REQUIRED ACTION – Hunt through the entries for the word "impl" and copy each line in which it appears.

MATERIAL SUPPLIED –

+ + + + + + +

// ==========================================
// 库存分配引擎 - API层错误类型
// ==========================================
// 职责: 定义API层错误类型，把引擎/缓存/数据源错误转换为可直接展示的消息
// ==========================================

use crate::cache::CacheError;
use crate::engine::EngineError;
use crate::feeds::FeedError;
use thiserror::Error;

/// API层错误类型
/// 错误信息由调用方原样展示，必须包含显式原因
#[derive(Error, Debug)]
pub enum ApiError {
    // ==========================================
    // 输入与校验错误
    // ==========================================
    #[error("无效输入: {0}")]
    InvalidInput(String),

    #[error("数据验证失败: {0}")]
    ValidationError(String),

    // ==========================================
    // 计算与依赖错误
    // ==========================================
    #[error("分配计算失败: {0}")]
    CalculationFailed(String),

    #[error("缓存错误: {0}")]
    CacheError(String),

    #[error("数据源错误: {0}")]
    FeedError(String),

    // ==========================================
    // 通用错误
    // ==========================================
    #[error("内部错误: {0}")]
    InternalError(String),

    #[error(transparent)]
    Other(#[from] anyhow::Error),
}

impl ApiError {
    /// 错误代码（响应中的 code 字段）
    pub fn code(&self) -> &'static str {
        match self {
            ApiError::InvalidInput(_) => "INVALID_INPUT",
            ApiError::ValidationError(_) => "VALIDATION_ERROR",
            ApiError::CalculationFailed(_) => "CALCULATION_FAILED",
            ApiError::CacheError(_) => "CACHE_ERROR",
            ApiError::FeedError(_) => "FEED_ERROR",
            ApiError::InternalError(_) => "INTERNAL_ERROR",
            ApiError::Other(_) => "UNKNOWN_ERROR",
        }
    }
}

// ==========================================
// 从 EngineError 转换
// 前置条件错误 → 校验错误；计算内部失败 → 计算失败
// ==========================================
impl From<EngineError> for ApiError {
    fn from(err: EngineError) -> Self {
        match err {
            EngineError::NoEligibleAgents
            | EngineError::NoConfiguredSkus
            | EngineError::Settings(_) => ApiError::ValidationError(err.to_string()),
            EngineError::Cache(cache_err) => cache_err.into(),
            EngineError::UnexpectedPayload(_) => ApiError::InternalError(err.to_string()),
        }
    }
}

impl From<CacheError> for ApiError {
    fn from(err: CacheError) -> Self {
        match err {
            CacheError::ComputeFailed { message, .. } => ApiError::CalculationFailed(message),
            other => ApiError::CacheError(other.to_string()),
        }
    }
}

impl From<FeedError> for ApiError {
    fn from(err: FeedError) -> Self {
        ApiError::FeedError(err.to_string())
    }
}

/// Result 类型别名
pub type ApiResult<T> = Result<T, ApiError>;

+ + + + + + +

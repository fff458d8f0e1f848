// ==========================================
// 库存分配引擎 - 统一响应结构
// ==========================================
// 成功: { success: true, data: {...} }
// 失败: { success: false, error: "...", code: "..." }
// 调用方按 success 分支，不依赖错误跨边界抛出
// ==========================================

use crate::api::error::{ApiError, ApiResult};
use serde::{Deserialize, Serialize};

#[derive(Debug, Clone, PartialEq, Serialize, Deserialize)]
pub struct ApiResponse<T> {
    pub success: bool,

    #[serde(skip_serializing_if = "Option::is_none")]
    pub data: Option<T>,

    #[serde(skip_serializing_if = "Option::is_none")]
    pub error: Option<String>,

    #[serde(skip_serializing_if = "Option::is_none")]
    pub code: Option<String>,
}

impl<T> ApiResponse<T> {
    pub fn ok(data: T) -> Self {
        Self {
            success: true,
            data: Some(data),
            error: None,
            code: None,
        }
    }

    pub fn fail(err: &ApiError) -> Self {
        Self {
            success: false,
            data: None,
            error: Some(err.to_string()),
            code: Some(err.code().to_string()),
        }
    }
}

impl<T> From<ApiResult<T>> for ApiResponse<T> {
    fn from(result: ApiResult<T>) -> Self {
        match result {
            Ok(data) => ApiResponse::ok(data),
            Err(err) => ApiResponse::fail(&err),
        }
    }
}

+ + + + + + +

RESPONSE TO THE TASK –
impl ApiError {
impl From<EngineError> for ApiError {
impl From<CacheError> for ApiError {
impl From<FeedError> for ApiError {
impl<T> ApiResponse<T> {
impl<T> From<ApiResult<T>> for ApiResponse<T> {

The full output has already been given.